In the most concentrated and memorable form, we might call this whole-person knowledge an "epiphany."  Originally referring to Jesus appearing after death as the risen Christ and sometimes to the day of his baptism on January 6, today "epiphany" carries a range of meanings, including "an intuitive grasp of reality," "an illuminating discovery, realization, disclosure, or insight," or simply "a revealing scene or moment." One writer suggests, "My definition of an epiphany is 'a moment of sudden or great revelation that usually changes you in some way.'"  

The experience is so intensely vivid that people say it is supernatural, not of this world.  At least not in their experience.  Not everyone has an epiphany.  Some feel it is uncontrollable, but many rituals are meant to call this experience.  Others conflate it with "theophany", associating it with a "god."  A sort of spiritual orgasm.

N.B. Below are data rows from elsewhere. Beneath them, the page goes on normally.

use std::collections::HashSet;

use log::trace;
use rand::Rng;

use crate::error::GenerationError;
use super::generator_config::GeneratorConfig;
use super::raw_model::RawModel;
use super::weighted_model::WeightedModel;

/// Term count used when no term count can be sampled.
pub const DEFAULT_TERM_COUNT: usize = 1;

/// Term length used when no term length can be sampled.
pub const DEFAULT_TERM_LENGTH: usize = 6;

/// High-level interface: train once, then generate sequences.
///
/// # Responsibilities
/// - Build a `RawModel` and derive its `WeightedModel`
/// - Generate sequences term by term, unit by unit
/// - Keep the normalized training sequences so callers can filter out copies
///
/// # Invariants
/// - The models are never mutated after construction, so a `Generator`
///   can be shared across threads behind a plain reference
#[derive(Clone, Debug)]
pub struct Generator {
	raw: RawModel,
	weighted: WeightedModel,
	/// Lowercased training sequences, terms joined by a single space.
	known: HashSet<String>,
}

impl Generator {
	/// Trains a generator with the default configuration.
	pub fn train<I, S>(sources: I) -> Self
	where
		I: IntoIterator<Item = S>,
		S: AsRef<str>,
	{
		Self::with_config(sources, &GeneratorConfig::default())
	}

	/// Trains a generator with a custom configuration.
	///
	/// # Notes
	/// - Never fails: degenerate sources produce an empty model, and the
	///   failure is reported by `generate` instead.
	pub fn with_config<I, S>(sources: I, config: &GeneratorConfig) -> Self
	where
		I: IntoIterator<Item = S>,
		S: AsRef<str>,
	{
		let sources: Vec<S> = sources.into_iter().collect();
		let raw = RawModel::train(&sources);
		let weighted = config.weighting().apply(&raw);
		let known = sources
			.iter()
			.map(|source| Self::normalize(source.as_ref()))
			.filter(|source| !source.is_empty())
			.collect();

		Self { raw, weighted, known }
	}

	/// Raw counts, as observed in the training data.
	pub fn raw(&self) -> &RawModel {
		&self.raw
	}

	/// Re-weighted model used for sampling.
	pub fn weighted(&self) -> &WeightedModel {
		&self.weighted
	}

	/// Returns `true` if `sequence` matches a training sequence.
	///
	/// Comparison is case-insensitive and ignores whitespace differences.
	pub fn is_known(&self, sequence: &str) -> bool {
		self.known.contains(&Self::normalize(sequence))
	}

	/// Canonical form used to compare sequences: lowercased, terms joined
	/// by a single space.
	pub fn normalize(sequence: &str) -> String {
		sequence
			.split_whitespace()
			.map(str::to_lowercase)
			.collect::<Vec<_>>()
			.join(" ")
	}

	/// Generates one sequence using the thread-local random source.
	///
	/// # Errors
	/// See `generate_with`.
	pub fn generate(&self) -> Result<String, GenerationError> {
		self.generate_with(&mut rand::rng())
	}

	/// Generates one sequence drawing from `rng`.
	///
	/// The same model and the same stream of draws always give the same
	/// sequence.
	///
	/// # Behavior
	/// - Draws a term count (1 if none can be drawn).
	/// - For each term, draws a target length (6 if none can be drawn) and an
	///   initial unit, then grows the term one transition at a time.
	/// - A term stops growing early when the previous unit has no usable
	///   transition; this is not an error.
	///
	/// # Errors
	/// - `NoInitialUnit` if no initial unit can be drawn.
	/// - `EmptyTermLength` if the drawn length is zero.
	///
	/// Terms already produced by this call are discarded on error.
	pub fn generate_with<R: Rng + ?Sized>(&self, rng: &mut R) -> Result<String, GenerationError> {
		let term_count = self.weighted.sample_term_count(rng).unwrap_or(DEFAULT_TERM_COUNT);

		let mut terms = Vec::with_capacity(term_count);
		for _ in 0..term_count {
			terms.push(self.generate_term(rng)?);
		}
		Ok(terms.join(" "))
	}

	/// Generates a single term.
	fn generate_term<R: Rng + ?Sized>(&self, rng: &mut R) -> Result<String, GenerationError> {
		let length = self.weighted.sample_term_length(rng).unwrap_or(DEFAULT_TERM_LENGTH);
		let initial = self
			.weighted
			.sample_initial_unit(rng)
			.map_err(|_| GenerationError::NoInitialUnit)?;
		if length == 0 {
			return Err(GenerationError::EmptyTermLength);
		}

		let mut term = String::from(initial);
		let mut previous = initial;
		let mut current_length = 1;
		while current_length < length {
			match self.weighted.sample_next_unit(previous, rng) {
				Ok(unit) => {
					term.push(unit);
					previous = unit;
					current_length += 1;
				}
				Err(miss) => {
					trace!("term {term:?} stopped at {current_length}/{length} units: {miss:?} after {previous:?}");
					break;
				}
			}
		}
		Ok(term)
	}

	/// Generates `count` sequences using the thread-local random source.
	///
	/// # Errors
	/// See `generate_list_with`.
	pub fn generate_list(&self, count: i64) -> Result<Vec<String>, GenerationError> {
		self.generate_list_with(count, &mut rand::rng())
	}

	/// Generates `count` sequences drawing from `rng`.
	///
	/// # Behavior
	/// - A negative or zero `count` gives an empty list.
	/// - Results are not deduplicated.
	///
	/// # Errors
	/// The first failing draw aborts the whole batch. Callers needing partial
	/// results should call `generate_with` themselves.
	pub fn generate_list_with<R: Rng + ?Sized>(
		&self,
		count: i64,
		rng: &mut R,
	) -> Result<Vec<String>, GenerationError> {
		let count = usize::try_from(count).unwrap_or(0);
		(0..count).map(|_| self.generate_with(rng)).collect()
	}
}
use std::fs::File;
use std::io::Read;
use std::path::{Path, PathBuf};
use std::{env, fs, io};

/// Reads a training file and returns one source sequence per line.
///
/// - Reads the entire file into memory
/// - Splits on `\n` / `\r\n`
/// - Blank lines are kept; training skips them
pub fn read_file<P: AsRef<Path>>(filename: P) -> io::Result<Vec<String>> {
	let mut contents = String::new();
	File::open(filename)?.read_to_string(&mut contents)?;
	Ok(contents.lines().map(str::to_owned).collect())
}

/// Reads several training files and concatenates their lines in order.
pub fn read_files<P: AsRef<Path>>(filenames: &[P]) -> io::Result<Vec<String>> {
	let mut lines = Vec::new();
	for filename in filenames {
		lines.extend(read_file(filename)?);
	}
	Ok(lines)
}

/// Name of a training file, as listed and requested by clients: the
/// filename without folder and extension.
///
/// Examples:
/// - `"./data/names.txt"` → `Some("names")`
/// - `".."` → `None`
pub fn training_name<P: AsRef<Path>>(path: P) -> Option<String> {
	path.as_ref().file_stem().map(|stem| stem.to_string_lossy().into_owned())
}

/// Normalize a folder path.
///
/// - `"."` or `"./"` resolves to the current working directory
/// - Other paths are returned as-is (not canonicalized)
pub fn normalize_folder(input: &str) -> PathBuf {
	if input == "." || input == "./" {
		env::current_dir().unwrap_or_else(|_| PathBuf::from("."))
	} else {
		PathBuf::from(input)
	}
}

/// Lists all files with a given extension in a directory.
///
/// Returns file names only (no paths), sorted.
pub fn list_files<P: AsRef<Path>>(dir: P, extension: &str) -> io::Result<Vec<String>> {
	let mut files = Vec::new();

	for entry in fs::read_dir(dir)? {
		let path = entry?.path();
		if path.is_file() && path.extension() == Some(std::ffi::OsStr::new(extension)) {
			if let Some(name) = path.file_name() {
				files.push(name.to_string_lossy().to_string());
			}
		}
	}

	files.sort();
	Ok(files)
}

#[cfg(test)]
mod tests {
	use super::*;

	#[test]
	fn reads_lines_and_lists_training_files() {
		let dir = tempfile::tempdir().unwrap();
		fs::write(dir.path().join("cats.txt"), "Tom\r\nFelix\n\nGarfield\n").unwrap();
		fs::write(dir.path().join("dogs.txt"), "Rex\n").unwrap();
		fs::write(dir.path().join("notes.md"), "ignored").unwrap();

		assert_eq!(list_files(dir.path(), "txt").unwrap(), vec!["cats.txt", "dogs.txt"]);
		assert_eq!(
			read_file(dir.path().join("cats.txt")).unwrap(),
			vec!["Tom", "Felix", "", "Garfield"]
		);
		let both = [dir.path().join("dogs.txt"), dir.path().join("cats.txt")];
		assert_eq!(read_files(&both[..]).unwrap()[0], "Rex");
		assert_eq!(read_files(&both[..]).unwrap().len(), 5);
	}

	#[test]
	fn training_name_drops_folder_and_extension() {
		assert_eq!(training_name("./data/names.txt").as_deref(), Some("names"));
		assert_eq!(training_name("cities.txt").as_deref(), Some("cities"));
		assert_eq!(training_name(".."), None);
	}

	#[test]
	fn missing_file_is_an_error() {
		assert!(read_file("./definitely/not/here.txt").is_err());
	}
}
use crate::error::ConfigError;
use super::weighting::{DEFAULT_EXPONENT, Weighting};

/// Construction options of a `Generator`.
///
/// # Invariants
/// - `exponent` is always finite and strictly positive
#[derive(Clone, Copy, Debug, PartialEq)]
pub struct GeneratorConfig {
	/// Re-weighting exponent applied to raw counts (default 1.3).
	exponent: f64,
}

impl Default for GeneratorConfig {
	fn default() -> Self {
		Self { exponent: DEFAULT_EXPONENT }
	}
}

impl GeneratorConfig {
	/// Creates a configuration with the given re-weighting exponent.
	///
	/// # Errors
	/// Returns an error if the exponent is not finite or not strictly positive.
	pub fn with_exponent(exponent: f64) -> Result<Self, ConfigError> {
		let mut config = Self::default();
		config.set_exponent(exponent)?;
		Ok(config)
	}

	/// Returns the current re-weighting exponent.
	pub fn exponent(&self) -> f64 {
		self.exponent
	}

	/// Sets the re-weighting exponent.
	///
	/// # Errors
	/// Returns an error if the value is not finite or not strictly positive.
	/// The previous exponent is kept in that case.
	pub fn set_exponent(&mut self, exponent: f64) -> Result<(), ConfigError> {
		Weighting::new(exponent)?;
		self.exponent = exponent;
		Ok(())
	}

	/// Weighting stage matching this configuration.
	pub(crate) fn weighting(&self) -> Weighting {
		// The exponent was validated when set.
		Weighting::new(self.exponent).unwrap_or_default()
	}
}

#[cfg(test)]
mod tests {
	use super::*;

	#[test]
	fn defaults_to_reference_exponent() {
		assert_eq!(GeneratorConfig::default().exponent(), 1.3);
		assert_eq!(GeneratorConfig::default().weighting(), Weighting::default());
	}

	#[test]
	fn invalid_exponent_keeps_previous_value() {
		let mut config = GeneratorConfig::with_exponent(2.0).unwrap();
		assert_eq!(
			config.set_exponent(-1.0),
			Err(ConfigError::InvalidExponent(-1.0))
		);
		assert_eq!(config.exponent(), 2.0);
		assert_eq!(config.weighting().exponent(), 2.0);
	}
}
use std::fmt;

/// One of the three statistical categories every model carries.
#[derive(Clone, Copy, Debug, PartialEq, Eq, Hash)]
pub enum FixedCategory {
	/// Number of terms per source sequence.
	TermCount,
	/// Character length of a term.
	TermLength,
	/// First character of a term.
	InitialUnit,
}

impl FixedCategory {
	/// All fixed categories, in model order.
	pub const ALL: [FixedCategory; 3] = [Self::TermCount, Self::TermLength, Self::InitialUnit];

	/// Reserved name of the category (`termCount`, `termLength`, `initialUnit`).
	pub fn name(&self) -> &'static str {
		match self {
			Self::TermCount => "termCount",
			Self::TermLength => "termLength",
			Self::InitialUnit => "initialUnit",
		}
	}
}

/// Key of a bucket of weighted choices.
///
/// Fixed categories and per-character transition tables live in separate
/// variants, so a training character can never shadow a fixed category,
/// even when it prints the same way.
#[derive(Clone, Copy, Debug, PartialEq, Eq, Hash)]
pub enum Category {
	Fixed(FixedCategory),
	/// Characters observed right after the given character.
	Transition(char),
}

impl From<FixedCategory> for Category {
	fn from(fixed: FixedCategory) -> Self {
		Category::Fixed(fixed)
	}
}

impl fmt::Display for Category {
	fn fmt(&self, f: &mut fmt::Formatter<'_>) -> fmt::Result {
		match self {
			Category::Fixed(fixed) => f.write_str(fixed.name()),
			Category::Transition(unit) => write!(f, "{unit}"),
		}
	}
}
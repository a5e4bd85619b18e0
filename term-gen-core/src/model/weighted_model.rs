use std::collections::{BTreeMap, HashMap};
use std::hash::Hash;

use rand::Rng;

use super::category::{Category, FixedCategory};
use super::frequency_map::FrequencyMap;

/// Why a weighted draw produced no choice.
///
/// A miss is a normal outcome of sampling, not an error: callers decide
/// whether it ends a term, falls back to a default, or aborts generation.
#[derive(Clone, Copy, Debug, PartialEq, Eq)]
pub enum Miss {
	/// The category does not exist in the model.
	Absent,
	/// The category exists but has no positive weight to draw from.
	Unweighted,
}

/// Sampling view of a trained model.
///
/// Holds the re-weighted categories and the per-category selection weights.
/// Built by `Weighting::apply`, read-only afterwards.
#[derive(Clone, Debug, PartialEq)]
pub struct WeightedModel {
	exponent: f64,
	term_count: FrequencyMap<usize>,
	term_length: FrequencyMap<usize>,
	initial_unit: FrequencyMap<char>,
	transitions: BTreeMap<char, FrequencyMap<char>>,
	/// Sum of the re-weighted values of every non-empty category.
	selection_weights: HashMap<Category, u64>,
}

impl WeightedModel {
	pub(crate) fn new(
		exponent: f64,
		term_count: FrequencyMap<usize>,
		term_length: FrequencyMap<usize>,
		initial_unit: FrequencyMap<char>,
		transitions: BTreeMap<char, FrequencyMap<char>>,
		selection_weights: HashMap<Category, u64>,
	) -> Self {
		Self { exponent, term_count, term_length, initial_unit, transitions, selection_weights }
	}

	/// Exponent the weights were derived with.
	pub fn exponent(&self) -> f64 {
		self.exponent
	}

	pub fn term_count(&self) -> &FrequencyMap<usize> {
		&self.term_count
	}

	pub fn term_length(&self) -> &FrequencyMap<usize> {
		&self.term_length
	}

	pub fn initial_unit(&self) -> &FrequencyMap<char> {
		&self.initial_unit
	}

	pub fn transitions(&self, previous: char) -> Option<&FrequencyMap<char>> {
		self.transitions.get(&previous)
	}

	/// Selection weight of a category, `None` if the category is absent.
	pub fn selection_weight(&self, category: &Category) -> Option<u64> {
		self.selection_weights.get(category).copied()
	}

	/// All selection weights.
	pub fn selection_weights(&self) -> &HashMap<Category, u64> {
		&self.selection_weights
	}

	/// Draws a term count.
	pub fn sample_term_count<R: Rng + ?Sized>(&self, rng: &mut R) -> Result<usize, Miss> {
		self.draw(FixedCategory::TermCount.into(), Some(&self.term_count), rng).copied()
	}

	/// Draws a target term length.
	pub fn sample_term_length<R: Rng + ?Sized>(&self, rng: &mut R) -> Result<usize, Miss> {
		self.draw(FixedCategory::TermLength.into(), Some(&self.term_length), rng).copied()
	}

	/// Draws the first unit of a term.
	pub fn sample_initial_unit<R: Rng + ?Sized>(&self, rng: &mut R) -> Result<char, Miss> {
		self.draw(FixedCategory::InitialUnit.into(), Some(&self.initial_unit), rng).copied()
	}

	/// Draws the unit following `previous`.
	pub fn sample_next_unit<R: Rng + ?Sized>(&self, previous: char, rng: &mut R) -> Result<char, Miss> {
		self.draw(Category::Transition(previous), self.transitions.get(&previous), rng).copied()
	}

	/// Weighted draw shared by every sampling call.
	///
	/// Draws a uniform index in `[0, total)` where `total` is the category's
	/// selection weight, then walks the choices in insertion order.
	fn draw<'a, K, R>(
		&self,
		category: Category,
		choices: Option<&'a FrequencyMap<K>>,
		rng: &mut R,
	) -> Result<&'a K, Miss>
	where
		K: Eq + Hash + Clone,
		R: Rng + ?Sized,
	{
		let total = self.selection_weight(&category).ok_or(Miss::Absent)?;
		if total == 0 {
			return Err(Miss::Unweighted);
		}
		let choices = choices.ok_or(Miss::Absent)?;

		let drawn = rng.random_range(0..total);
		choices.pick(drawn).ok_or(Miss::Unweighted)
	}
}

#[cfg(test)]
mod tests {
	use rand::SeedableRng;
	use rand::rngs::StdRng;

	use super::*;
	use crate::model::raw_model::RawModel;
	use crate::model::weighting::Weighting;

	fn weighted(sources: &[&str]) -> WeightedModel {
		Weighting::default().apply(&RawModel::train(sources))
	}

	#[test]
	fn single_choice_is_always_drawn() {
		let model = weighted(&["cat", "cat", "cat"]);
		let mut rng = StdRng::seed_from_u64(7);
		for _ in 0..1000 {
			assert_eq!(model.sample_initial_unit(&mut rng), Ok('c'));
			assert_eq!(model.sample_next_unit('c', &mut rng), Ok('a'));
			assert_eq!(model.sample_term_length(&mut rng), Ok(3));
		}
	}

	#[test]
	fn unknown_transition_is_absent() {
		let model = weighted(&["cat"]);
		let mut rng = StdRng::seed_from_u64(7);
		assert_eq!(model.sample_next_unit('t', &mut rng), Err(Miss::Absent));
		assert_eq!(model.sample_next_unit('z', &mut rng), Err(Miss::Absent));
	}

	#[test]
	fn empty_model_misses_everything() {
		let model = weighted(&[]);
		let mut rng = StdRng::seed_from_u64(7);
		assert_eq!(model.sample_term_count(&mut rng), Err(Miss::Absent));
		assert_eq!(model.sample_term_length(&mut rng), Err(Miss::Absent));
		assert_eq!(model.sample_initial_unit(&mut rng), Err(Miss::Absent));
	}

	#[test]
	fn zero_total_is_unweighted() {
		let mut weights = HashMap::new();
		weights.insert(Category::Fixed(FixedCategory::InitialUnit), 0);
		let mut initial_unit = FrequencyMap::new();
		initial_unit.record('q');
		let model = WeightedModel::new(
			1.3,
			FrequencyMap::new(),
			FrequencyMap::new(),
			initial_unit.map_weights(|_| 0),
			BTreeMap::new(),
			weights,
		);

		let mut rng = StdRng::seed_from_u64(7);
		assert_eq!(model.sample_initial_unit(&mut rng), Err(Miss::Unweighted));
	}

	#[test]
	fn draws_follow_weights() {
		// 'a' observed 10 times (weight 19), 'b' once (weight 1)
		let mut sources = vec!["a"; 10];
		sources.push("b");
		let model = weighted(&sources);
		let mut rng = StdRng::seed_from_u64(42);

		let trials = 20_000;
		let hits = (0..trials)
			.filter(|_| model.sample_initial_unit(&mut rng) == Ok('b'))
			.count();
		// Expected share 1/20 = 5%
		let share = hits as f64 / trials as f64;
		assert!((0.035..0.065).contains(&share), "share of 'b' was {share}");
	}
}
use thiserror::Error;

/// Errors raised by `Generator::generate` and friends.
///
/// Sampling misses inside a term (unknown transition, zero-weight category)
/// are not errors; they only end the growth of that term.
#[derive(Error, Debug, Clone, Copy, PartialEq, Eq)]
pub enum GenerationError {
	#[error("cannot produce a sequence: no initial unit can be sampled")]
	NoInitialUnit,

	#[error("cannot produce a sequence: sampled term length is not positive")]
	EmptyTermLength,
}

/// Errors raised while building a generator configuration.
#[derive(Error, Debug, Clone, Copy, PartialEq)]
pub enum ConfigError {
	#[error("re-weighting exponent must be finite and positive, got {0}")]
	InvalidExponent(f64),
}
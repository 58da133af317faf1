// =============================================================================
// Timeframe Store — latest signal per chart timeframe
// =============================================================================
//
// One slot per timeframe. A live incumbent only yields to a strictly
// higher-quality signal; validity is recomputed from (timeframe, quality,
// session) on every accepted insert.
// =============================================================================

use std::sync::Arc;
use std::time::Duration;

use serde::Serialize;
use tracing::debug;

use crate::types::{MarketSession, QualityTier, SignalType, Timeframe};
use crate::validity::{signal_validity, ValidityBreakdown};

use super::ttl::{PutOutcome, StoredEntry, SweeperHandle, TtlStore};

/// The enriched signal payload kept per timeframe slot.
#[derive(Debug, Clone, PartialEq, Serialize)]
pub struct SignalRecord {
    pub symbol: String,
    pub signal_type: SignalType,
    pub ai_score: f64,
    pub saty_phase: i32,
    pub quality: QualityTier,
    pub session: MarketSession,
    pub timestamp: i64,
}

/// Serialisable view of one live slot, for the diagnostic API.
#[derive(Debug, Clone, Serialize)]
pub struct ActiveSignal {
    pub timeframe: Timeframe,
    pub signal: SignalRecord,
    pub received_at: i64,
    pub expires_at: i64,
    pub validity_minutes: f64,
    pub remaining_ms: i64,
}

pub struct TimeframeStore {
    inner: Arc<TtlStore<Timeframe, SignalRecord>>,
}

impl TimeframeStore {
    pub fn new() -> Self {
        Self {
            inner: Arc::new(TtlStore::new()),
        }
    }

    /// Insert a signal, resolving conflicts by quality. Returns the
    /// computed validity breakdown alongside the outcome.
    pub fn put(
        &self,
        timeframe: Timeframe,
        record: SignalRecord,
        now_ms: i64,
    ) -> (PutOutcome<SignalRecord>, ValidityBreakdown) {
        let breakdown = signal_validity(timeframe, record.quality, record.session);
        let rank = record.quality.rank();
        let outcome = self
            .inner
            .put(timeframe, record, rank, breakdown.validity_minutes, now_ms);

        match &outcome {
            PutOutcome::Inserted => {
                debug!(%timeframe, validity_min = breakdown.validity_minutes, "signal stored")
            }
            PutOutcome::Replaced => {
                debug!(%timeframe, "higher-quality signal replaced incumbent")
            }
            PutOutcome::Rejected(existing) => debug!(
                %timeframe,
                incumbent_quality = %existing.payload.quality,
                "signal discarded, incumbent retained"
            ),
        }

        (outcome, breakdown)
    }

    pub fn get(&self, timeframe: Timeframe, now_ms: i64) -> Option<StoredEntry<SignalRecord>> {
        self.inner.get(&timeframe, now_ms)
    }

    /// Live slots, ordered by timeframe.
    pub fn get_all_active(&self, now_ms: i64) -> Vec<ActiveSignal> {
        let mut active: Vec<ActiveSignal> = self
            .inner
            .get_all_active(now_ms)
            .into_iter()
            .map(|(timeframe, entry)| ActiveSignal {
                timeframe,
                remaining_ms: (entry.expires_at - now_ms).max(0),
                received_at: entry.received_at,
                expires_at: entry.expires_at,
                validity_minutes: entry.validity_minutes,
                signal: entry.payload,
            })
            .collect();
        active.sort_by_key(|s| s.timeframe.minutes());
        active
    }

    pub fn sweep(&self, now_ms: i64) -> usize {
        self.inner.sweep(now_ms)
    }

    pub fn remaining_ms(&self, timeframe: Timeframe, now_ms: i64) -> i64 {
        self.inner.remaining_ms(&timeframe, now_ms)
    }

    pub fn clear(&self) {
        self.inner.clear()
    }

    pub fn start_sweeper(&self, every: Duration) -> SweeperHandle {
        self.inner.start_sweeper(every, "timeframe")
    }
}

impl Default for TimeframeStore {
    fn default() -> Self {
        Self::new()
    }
}

// =============================================================================
// Tests
// =============================================================================
#[cfg(test)]
mod tests {
    use super::*;

    const T0: i64 = 1_700_000_000_000;
    const MINUTE: i64 = 60_000;

    fn record(quality: QualityTier) -> SignalRecord {
        SignalRecord {
            symbol: "SPY".to_string(),
            signal_type: SignalType::Long,
            ai_score: 8.0,
            saty_phase: 80,
            quality,
            session: MarketSession::Midday,
            timestamp: T0,
        }
    }

    #[test]
    fn extreme_incumbent_survives_medium_challenger() {
        let store = TimeframeStore::new();
        store.put(Timeframe::M15, record(QualityTier::Extreme), T0);
        let (outcome, _) = store.put(Timeframe::M15, record(QualityTier::Medium), T0 + 1);

        assert!(!outcome.accepted());
        assert_eq!(
            store.get(Timeframe::M15, T0 + 2).unwrap().payload.quality,
            QualityTier::Extreme
        );
    }

    #[test]
    fn high_challenger_replaces_medium_incumbent() {
        let store = TimeframeStore::new();
        store.put(Timeframe::M15, record(QualityTier::Medium), T0);
        let (outcome, _) = store.put(Timeframe::M15, record(QualityTier::High), T0 + 1);

        assert!(outcome.accepted());
        assert_eq!(
            store.get(Timeframe::M15, T0 + 2).unwrap().payload.quality,
            QualityTier::High
        );
    }

    #[test]
    fn equal_quality_keeps_the_first_entry() {
        let store = TimeframeStore::new();
        let mut first = record(QualityTier::High);
        first.ai_score = 7.0;
        let mut second = record(QualityTier::High);
        second.ai_score = 9.9;

        store.put(Timeframe::M15, first, T0);
        let (outcome, _) = store.put(Timeframe::M15, second, T0 + 1);

        assert!(!outcome.accepted());
        assert_eq!(
            store.get(Timeframe::M15, T0 + 2).unwrap().payload.ai_score,
            7.0
        );
    }

    #[test]
    fn expired_extreme_loses_to_fresh_medium() {
        let store = TimeframeStore::new();
        let (_, breakdown) = store.put(Timeframe::M15, record(QualityTier::Extreme), T0);
        let after_expiry = T0 + (breakdown.validity_minutes * 60_000.0) as i64;

        let (outcome, _) = store.put(Timeframe::M15, record(QualityTier::Medium), after_expiry);
        assert!(outcome.accepted());
        assert_eq!(
            store
                .get(Timeframe::M15, after_expiry + 1)
                .unwrap()
                .payload
                .quality,
            QualityTier::Medium
        );
    }

    #[test]
    fn validity_follows_the_multiplier_table() {
        let store = TimeframeStore::new();
        // 15 × 1.0 × 1.0 × 1.0 (MIDDAY, HIGH) = 15 minutes.
        let (_, breakdown) = store.put(Timeframe::M15, record(QualityTier::High), T0);
        assert_eq!(breakdown.validity_minutes, 15.0);

        let entry = store.get(Timeframe::M15, T0).unwrap();
        assert_eq!(entry.expires_at, T0 + 15 * MINUTE);
    }

    #[test]
    fn slots_are_independent_per_timeframe() {
        let store = TimeframeStore::new();
        store.put(Timeframe::M5, record(QualityTier::Medium), T0);
        store.put(Timeframe::H1, record(QualityTier::Extreme), T0);

        let active = store.get_all_active(T0 + 1);
        assert_eq!(active.len(), 2);
        assert_eq!(active[0].timeframe, Timeframe::M5);
        assert_eq!(active[1].timeframe, Timeframe::H1);
    }

    #[test]
    fn expired_slots_vanish_from_reads() {
        let store = TimeframeStore::new();
        let (_, breakdown) = store.put(Timeframe::M5, record(QualityTier::Medium), T0);
        let gone = T0 + (breakdown.validity_minutes * 60_000.0) as i64;

        assert!(store.get(Timeframe::M5, gone).is_none());
        assert!(store.get_all_active(gone).is_empty());
        assert_eq!(store.remaining_ms(Timeframe::M5, gone), 0);
    }
}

Most of the content of human "feeling" is subconscious, down where it keeps the heart beating, the lungs inflating, the organs doing their work.  A small proportion is conscious and deliberate, the thinking we do at work, in school, with family, and with the help of memory.  We think of ourselves as limited by the boundary of our skin except for the air exchange and the world that passes through our insides as food.  In fact, both philosophically and biologically we are in constant contact with other humans and with the rest of the world.  More than contact -- interpenetration.

Our five sense organs (eyes, ears, nose, tongue, skin) are backed up by primordial senses in single cells, some in the brain and some elsewhere.  Among them are the ability to echo the thoughts of others -- not just to have a sense of what they're going to do next -- but an actual faint co-experiencing with their muscles and emotions.  This has been our growing evolutionary edge and promises to continue in that role.  Again, much of it is unconscious.

One of the great puzzles affecting spiritual practise has been how the conscious mind, so preoccupied with the daily, can affect the mysterious but powerful unconscious mind.  Also, which is the best way of the many enduring pattern metaphors -- sometimes invaded by fathers and turtles -- can be an overarching inclusion to reassure us when we discover yet another shocking revelation of research.  On what can we depend?

Today for me Sam Vaknin went down in flames like the Hindenburg crashing.  Interviewed on "Intellectual Explorers Club", he cheerfully and accurately described himself as an elitist -- even going so far as to say fascist.  His example of a person who didn't deserve to live was a "gardener with an IQ of 70."  (This is his equivalent to the nude 400 lb, hacker sitting on the foot of a bed in a low rent motel our president sees in his nightmares.)

https://anchor.fm/intellectualexplorersclub/episodes/Sam-Vaknin---A-Prophecy-of-the-Emergent-Religion-of-Narcissism-e31len

A gardener was a bad choice of Vaknin's.  Of all the things people enjoy, gardening is one so easily and gratefully shared, so full of all-body intelligences, that it cannot be defined by a bogus arbitrary IQ,  Vaknin reveals that he is only an elite in his own self-defined world of physics, math and "cold" therapy.  The old-time Indians would describe him as "pretty proud of himself", a quality they did not consider elite.

A person who does not realize he or she is elite only among those of specific qualities and beliefs is not very smart.  Vaknin himself says that an elitist narcissist without compassion is malevolent and possibly a psychopath.  So many of the people I have respected and loved have simply not survived this changing world with my opinion undamaged.